Cerebral Venous Sinus Thrombosis

Cerebral venus sinus thrombosis (CVST) occurs when a blood clot forms in the brain’s venous sinuses that prevents blood from draining out of the brain. As a result, blood cells may break and leak blood into the brain tissues, forming a hemorrhage.

This chain of events is part of a stroke that can occur in adults and children, even in newborns and babies in the womb. A stroke can result in damage to the brain and central nervous system. A stroke is serious and requires immediate medical attention.

This condition may also be called cerebral sinovenous thrombosis.

Facts about venous sinus thrombosis

CVST is a rare form of stroke. It affects about five people in 1 million each year. The risk for this kind of stroke in newborns is greatest during the first month. Overall, about three out of 300,000 children and teens up to age 18 will have a stroke.

Children and adults have different risk factors for CVST.

Risk factors for children and infants include:

  • Problems with the way their blood forms clots

  • Sickle cell anemia

  • Chronic hemolytic anemia

  • Beta-thalassemia major

  • Heart disease—either congenital (meaning you're born with it) or acquired (you develop it)

  • Iron deficiency

  • Certain infections

  • Dehydration (not having enough water for your body’s needs)

  • Head injury

  • For newborns, a mother who had certain infections or a history of infertility

Risk factors for adults include:

  • Pregnancy and peripartum

  • Problems with blood clotting; for example, antiphospholipid syndrome, protein C and S deficiency, antithrombin III deficiency, lupus anticoagulant, or factor V Leiden mutation

  • Cancer

  • Collagen vascular diseases like lupus, Wegener’s granulomatosis, and Behcet syndrome

  • Obesity

  • Intracranial hypotension

  • Inflammatory bowel disease like Crohn’s disease or ulcerative colitis


People with venous sinus thrombosis have a variety of symptoms. Responding quickly to these symptoms makes it more possible to recover.

These are the physical symptoms that may occur:

  • Headache

  • Blurred vision

  • Fainting or loss of consciousness

  • Loss of control over movement in part of the body

  • Seizures

  • Coma

Complications of venous sinus thrombosis include:

  • Impaired speech

  • Difficulty moving parts of the body

  • Problems with vision

  • Headache

  • Increased fluid pressure inside the skull

  • Pressure on nerves

  • Brain injury

  • Developmental delay

  • Death

When to call the doctor

People who have had any type of stroke recover best if they get treatment immediately. If you suspect a stroke based on the symptoms, go immediately to the emergency room or call 911 to get help.

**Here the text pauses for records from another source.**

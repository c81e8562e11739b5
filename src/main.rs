use std::path::PathBuf;

use anyhow::{Context, Result};
use clap::Parser;
use gaussian_bayes::{
    accuracy_score, dataset, GaussianNaiveBayes, ScoringConfig, REFERENCE_SCORE_OFFSET,
};
use tracing::info;

#[derive(Parser, Debug)]
#[command(name = "gaussian-bayes")]
#[command(version = env!("CARGO_PKG_VERSION"))]
#[command(about = "Train a Gaussian Naive Bayes classifier on a CSV file and classify another")]
struct Cli {
    /// Training data: label in the first column, features after it
    #[arg(long)]
    train: PathBuf,

    /// Data to classify, laid out like the training data unless --unlabeled is set
    #[arg(long)]
    test: PathBuf,

    /// Where to write the `ID,Label` predictions
    #[arg(short, long)]
    output: Option<PathBuf>,

    /// The first column of the test data is a row id rather than a label
    #[arg(long)]
    unlabeled: bool,

    /// Constant every class score starts at
    #[arg(long, default_value_t = REFERENCE_SCORE_OFFSET, value_parser = parse_finite)]
    score_offset: f64,

    /// Weight class scores by how often each class occurs in the training data
    #[arg(long)]
    class_priors: bool,

    /// Added to every per-class feature variance before fitting
    #[arg(long, default_value_t = 0.0, value_parser = parse_finite)]
    var_smoothing: f64,
}

fn parse_finite(value: &str) -> std::result::Result<f64, String> {
    let parsed: f64 = value.parse().map_err(|err| format!("{err}"))?;
    if parsed.is_finite() {
        Ok(parsed)
    } else {
        Err(format!("{value} is not a finite number"))
    }
}

fn main() -> Result<()> {
    tracing_subscriber::fmt()
        .with_env_filter(
            tracing_subscriber::EnvFilter::try_from_default_env()
                .unwrap_or_else(|_| "gaussian_bayes=info".into()),
        )
        .init();

    let cli = Cli::parse();

    let train = dataset::load_labeled(&cli.train)
        .with_context(|| format!("failed to read training data from {}", cli.train.display()))?;
    let classifier =
        GaussianNaiveBayes::fit_smoothed(&train.features, &train.labels, cli.var_smoothing)
            .context("failed to fit classifier")?
            .with_config(ScoringConfig {
                score_offset: cli.score_offset,
                use_class_priors: cli.class_priors,
            })
            .context("invalid scoring configuration")?;

    let (features, labels) = if cli.unlabeled {
        let features = dataset::load_unlabeled(&cli.test)
            .with_context(|| format!("failed to read test data from {}", cli.test.display()))?;
        (features, None)
    } else {
        let test = dataset::load_labeled(&cli.test)
            .with_context(|| format!("failed to read test data from {}", cli.test.display()))?;
        (test.features, Some(test.labels))
    };

    let predictions = classifier
        .predict(&features)
        .context("failed to classify test data")?;

    if let Some(labels) = labels {
        let accuracy =
            accuracy_score(&predictions, &labels).context("failed to score predictions")?;
        info!(accuracy, "evaluated predictions");
        println!("Accuracy: {:.4}", accuracy);
    }

    if let Some(output) = &cli.output {
        dataset::write_predictions(output, &predictions)
            .with_context(|| format!("failed to write predictions to {}", output.display()))?;
        info!(path = %output.display(), "wrote predictions");
    }

    println!("Done");

    Ok(())
}
use std::{
    collections::{btree_map::Entry, BTreeMap},
    f64::consts::PI,
};

use tracing::{debug, info};

use crate::error::{BayesError, Result};

pub type Label = i64;

/// Constant the reference scoring formula starts every class score at.
///
/// It is added to every class alike, so it shifts scores without changing which
/// class wins.
pub const REFERENCE_SCORE_OFFSET: f64 = 1.0;

/// How class scores are accumulated at prediction time.
#[derive(Debug, Clone, Copy, PartialEq)]
pub struct ScoringConfig {
    /// Value each class score starts at before log-densities are added. Must be finite.
    pub score_offset: f64,
    /// Add `ln(count / total)` of each class to its score instead of assuming a uniform prior.
    pub use_class_priors: bool,
}

impl ScoringConfig {
    fn validate(&self) -> Result<()> {
        if !self.score_offset.is_finite() {
            return Err(BayesError::InvalidParameter {
                name: "score_offset",
                value: self.score_offset,
            });
        }
        Ok(())
    }
}

impl Default for ScoringConfig {
    fn default() -> Self {
        ScoringConfig {
            score_offset: REFERENCE_SCORE_OFFSET,
            use_class_priors: false,
        }
    }
}

/// Per-feature Gaussian parameters learned for one class.
#[derive(Debug, Clone, PartialEq)]
pub struct ClassParameters {
    pub means: Vec<f64>,
    pub stddevs: Vec<f64>,
    /// Number of training examples the parameters were estimated from.
    pub count: usize,
}

impl ClassParameters {
    /// Estimates population mean and standard deviation (divisor = count) of every feature.
    fn estimate(examples: &[&[f64]], n_features: usize, var_smoothing: f64) -> Self {
        let count = examples.len() as f64;

        // Calculate mean values for each feature:
        let means: Vec<f64> = (0..n_features)
            .map(|feature| examples.iter().map(|example| example[feature]).sum::<f64>() / count)
            .collect();

        // Calculate standard deviations for each feature:
        let stddevs = means
            .iter()
            .enumerate()
            .map(|(feature, &mean)| {
                // A constant column is exactly zero, even when the mean picked up rounding error.
                let first = examples[0][feature];
                let variance = if examples.iter().all(|example| example[feature] == first) {
                    0.0
                } else {
                    examples
                        .iter()
                        .map(|example| (example[feature] - mean).powi(2))
                        .sum::<f64>()
                        / count
                };
                (variance + var_smoothing).sqrt()
            })
            .collect();

        ClassParameters {
            means,
            stddevs,
            count: examples.len(),
        }
    }
}

/// Gaussian probability density function.
pub fn gaussian_pdf(x: f64, mean: f64, stddev: f64) -> f64 {
    (1.0 / (stddev * (2.0 * PI).sqrt())) * (-(x - mean).powi(2) / (2.0 * stddev.powi(2))).exp()
}

/// Natural log of [`gaussian_pdf`], computed without leaving log space.
///
/// Stays finite far into the tails, where the density itself underflows to zero.
pub fn log_gaussian_pdf(x: f64, mean: f64, stddev: f64) -> f64 {
    -((x - mean) / stddev).powi(2) / 2.0 - (stddev * (2.0 * PI).sqrt()).ln()
}

/// A fitted Gaussian Naive Bayes model.
///
/// The model is immutable once built; refitting means building a new one.
#[derive(Debug, Clone)]
pub struct GaussianNaiveBayes {
    classes: BTreeMap<Label, ClassParameters>,
    n_features: usize,
    n_examples: usize,
    config: ScoringConfig,
}

impl GaussianNaiveBayes {
    /// Learns per-class feature means and standard deviations from a labeled dataset.
    ///
    /// Fails with [`BayesError::DegenerateVariance`] if a feature is constant within a class.
    pub fn fit<E: AsRef<[f64]>>(features: &[E], labels: &[Label]) -> Result<Self> {
        Self::fit_smoothed(features, labels, 0.0)
    }

    /// Like [`GaussianNaiveBayes::fit`], but adds `var_smoothing` to every variance first.
    ///
    /// A positive smoothing value makes constant features usable.
    pub fn fit_smoothed<E: AsRef<[f64]>>(
        features: &[E],
        labels: &[Label],
        var_smoothing: f64,
    ) -> Result<Self> {
        if !var_smoothing.is_finite() || var_smoothing < 0.0 {
            return Err(BayesError::InvalidParameter {
                name: "var_smoothing",
                value: var_smoothing,
            });
        }

        let n_features = validate_dataset(features, labels)?;

        // Divide the dataset into classes:
        let mut class_examples: BTreeMap<Label, Vec<&[f64]>> = BTreeMap::new();
        for (example, &label) in features.iter().zip(labels) {
            match class_examples.entry(label) {
                Entry::Occupied(entry) => entry.into_mut(),
                Entry::Vacant(entry) => entry.insert(Vec::new()),
            }
            .push(example.as_ref());
        }

        let classes: BTreeMap<Label, ClassParameters> = class_examples
            .iter()
            .map(|(&label, examples)| {
                let params = ClassParameters::estimate(examples, n_features, var_smoothing);
                debug!(
                    label,
                    count = params.count,
                    means = ?params.means,
                    stddevs = ?params.stddevs,
                    "estimated class parameters"
                );
                (label, params)
            })
            .collect();

        check_variances(&classes)?;

        info!(
            classes = classes.len(),
            features = n_features,
            examples = labels.len(),
            "fitted gaussian naive bayes"
        );

        Ok(GaussianNaiveBayes {
            classes,
            n_features,
            n_examples: labels.len(),
            config: ScoringConfig::default(),
        })
    }

    /// Builds a model from already known parameters.
    ///
    /// An empty map is accepted; predicting with such a model fails with
    /// [`BayesError::NoTrainedClasses`].
    pub fn from_parameters(
        classes: BTreeMap<Label, ClassParameters>,
        config: ScoringConfig,
    ) -> Result<Self> {
        config.validate()?;

        let n_features = classes
            .values()
            .next()
            .map(|params| params.means.len())
            .unwrap_or(0);

        for (row, params) in classes.values().enumerate() {
            if params.count == 0 {
                return Err(BayesError::InvalidParameter {
                    name: "count",
                    value: 0.0,
                });
            }
            for actual in [params.means.len(), params.stddevs.len()] {
                if actual != n_features {
                    return Err(BayesError::InconsistentFeatureLength {
                        row,
                        expected: n_features,
                        actual,
                    });
                }
            }
        }
        if !classes.is_empty() && n_features == 0 {
            return Err(BayesError::EmptyFeatureVector);
        }
        for params in classes.values() {
            if let Some(&mean) = params.means.iter().find(|mean| !mean.is_finite()) {
                return Err(BayesError::InvalidParameter { name: "means", value: mean });
            }
        }
        check_variances(&classes)?;

        let n_examples = classes.values().map(|params| params.count).sum();
        Ok(GaussianNaiveBayes {
            classes,
            n_features,
            n_examples,
            config,
        })
    }

    /// Returns the model with a different scoring configuration.
    ///
    /// Fails with [`BayesError::InvalidParameter`] if the score offset is not finite.
    pub fn with_config(mut self, config: ScoringConfig) -> Result<Self> {
        config.validate()?;
        if config.score_offset != REFERENCE_SCORE_OFFSET {
            debug!(score_offset = config.score_offset, "using non-reference score offset");
        }
        self.config = config;
        Ok(self)
    }

    pub fn config(&self) -> &ScoringConfig {
        &self.config
    }

    pub fn n_features(&self) -> usize {
        self.n_features
    }

    /// Trained class labels in ascending order.
    pub fn classes(&self) -> impl Iterator<Item = Label> + '_ {
        self.classes.keys().copied()
    }

    pub fn parameters(&self, label: Label) -> Option<&ClassParameters> {
        self.classes.get(&label)
    }

    /// Predicts a label for every example, in input order.
    ///
    /// All examples are validated before any of them is scored.
    pub fn predict<E: AsRef<[f64]>>(&self, features: &[E]) -> Result<Vec<Label>> {
        if self.classes.is_empty() {
            return Err(BayesError::NoTrainedClasses);
        }
        for (row, example) in features.iter().enumerate() {
            self.check_example(row, example.as_ref())?;
        }

        let predictions = features
            .iter()
            .map(|example| self.best_class(example.as_ref()))
            .collect::<Result<Vec<_>>>()?;

        info!(examples = predictions.len(), "predicted labels");
        Ok(predictions)
    }

    /// Predicts the label of a single example.
    pub fn predict_one(&self, example: &[f64]) -> Result<Label> {
        if self.classes.is_empty() {
            return Err(BayesError::NoTrainedClasses);
        }
        self.check_example(0, example)?;
        self.best_class(example)
    }

    /// Raw score of every class for one example, in ascending label order.
    pub fn scores(&self, example: &[f64]) -> Result<Vec<(Label, f64)>> {
        if self.classes.is_empty() {
            return Err(BayesError::NoTrainedClasses);
        }
        self.check_example(0, example)?;
        self.classes
            .iter()
            .map(|(&label, params)| {
                self.class_score(label, params, example)
                    .map(|score| (label, score))
            })
            .collect()
    }

    fn check_example(&self, row: usize, example: &[f64]) -> Result<()> {
        if example.len() != self.n_features {
            return Err(BayesError::UnknownFeatureLength {
                row,
                expected: self.n_features,
                actual: example.len(),
            });
        }
        check_finite(row, example)
    }

    /// Classes are visited in ascending label order and only a strictly greater score
    /// replaces the current best, so ties go to the lowest label.
    fn best_class(&self, example: &[f64]) -> Result<Label> {
        let mut best: Option<(Label, f64)> = None;
        for (&label, params) in &self.classes {
            let score = self.class_score(label, params, example)?;
            if best.map_or(true, |(_, best_score)| score > best_score) {
                best = Some((label, score));
            }
        }

        best.map(|(label, _)| label).ok_or(BayesError::NoTrainedClasses)
    }

    /// Score offset (plus log-prior if enabled) plus the log-density of every feature.
    fn class_score(&self, label: Label, params: &ClassParameters, example: &[f64]) -> Result<f64> {
        let mut score = self.config.score_offset;
        if self.config.use_class_priors {
            score += (params.count as f64 / self.n_examples as f64).ln();
        }

        for ((&x, &mean), &stddev) in example.iter().zip(&params.means).zip(&params.stddevs) {
            score += log_gaussian_pdf(x, mean, stddev);
        }

        // Only reachable when the scaled distance overflows, e.g. with subnormal stddevs.
        if !score.is_finite() {
            return Err(BayesError::NonFiniteScore { label });
        }
        Ok(score)
    }
}

/// Fraction of positions where the prediction matches the actual label.
pub fn accuracy_score<T: PartialEq>(predicted: &[T], actual: &[T]) -> Result<f64> {
    if predicted.len() != actual.len() {
        return Err(BayesError::LengthMismatch {
            expected: actual.len(),
            actual: predicted.len(),
        });
    }
    if predicted.is_empty() {
        return Err(BayesError::EmptyDataset);
    }

    let correct = predicted
        .iter()
        .zip(actual)
        .filter(|(prediction, label)| prediction == label)
        .count();

    Ok(correct as f64 / predicted.len() as f64)
}

/// Checks the dataset shape and returns the shared feature count.
fn validate_dataset<E: AsRef<[f64]>>(features: &[E], labels: &[Label]) -> Result<usize> {
    let first = features.first().ok_or(BayesError::EmptyDataset)?;
    if features.len() != labels.len() {
        return Err(BayesError::LengthMismatch {
            expected: features.len(),
            actual: labels.len(),
        });
    }

    let n_features = first.as_ref().len();
    if n_features == 0 {
        return Err(BayesError::EmptyFeatureVector);
    }

    for (row, example) in features.iter().enumerate() {
        let example = example.as_ref();
        if example.len() != n_features {
            return Err(BayesError::InconsistentFeatureLength {
                row,
                expected: n_features,
                actual: example.len(),
            });
        }
        check_finite(row, example)?;
    }

    Ok(n_features)
}

fn check_finite(row: usize, example: &[f64]) -> Result<()> {
    match example.iter().position(|value| !value.is_finite()) {
        Some(feature) => Err(BayesError::NonFiniteFeature { row, feature }),
        None => Ok(()),
    }
}

fn check_variances(classes: &BTreeMap<Label, ClassParameters>) -> Result<()> {
    for (&label, params) in classes {
        if let Some(feature) = params
            .stddevs
            .iter()
            .position(|&stddev| !(stddev > 0.0 && stddev.is_finite()))
        {
            return Err(BayesError::DegenerateVariance { label, feature });
        }
    }
    Ok(())
}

Doctors typically take a medical history and do a physical exam. Family and friends can describe the symptoms they saw, especially if the person who had the stroke is unconscious. The final diagnosis, however, is usually made based on how the blood is flowing in the brain. Imaging tests show areas of blood flow. These tests may be used to diagnose venous sinus thrombosis:

  • MRI scan

  • CT scan

  • Venography

  • Angiography

  • Ultrasound

  • Blood tests


Treatment should begin immediately and must be done in a hospital. A treatment plan could include:

  • Fluids

  • Antibiotics, if infections are present

  • Antiseizure medication

  • Monitoring and controlling the pressure inside the head

  • Medication called a coagulant to stop the blood from clotting

  • Surgery

  • Continued monitoring of brain activity

  • Measuring visual acuity and monitoring change

  • Rehabilitation


You can do a lot to prevent stroke by leading a heart healthy lifestyle:

  • Eat a low-fat diet including lots of fruits and vegetables.

  • Get daily exercise.

  • Avoid cigarette smoke.

  • Control chronic health conditions, such as diabetes.

Managing after venous sinus thrombosis

What you need to do to recover and then stay healthy after CVST will depend on how the stroke affected your brain. Everyone can benefit from a healthy diet and exercise.

You may also need to participate in a special rehabilitation program or physical therapy if you have lost some movement or speech.

Other possible effects of the stroke, such as headaches or changes in vision, can be treated by specialists.

If you have had this type of stroke, you may need to avoid certain types of medications such as oral contraceptives that can increase your risk for blood clots.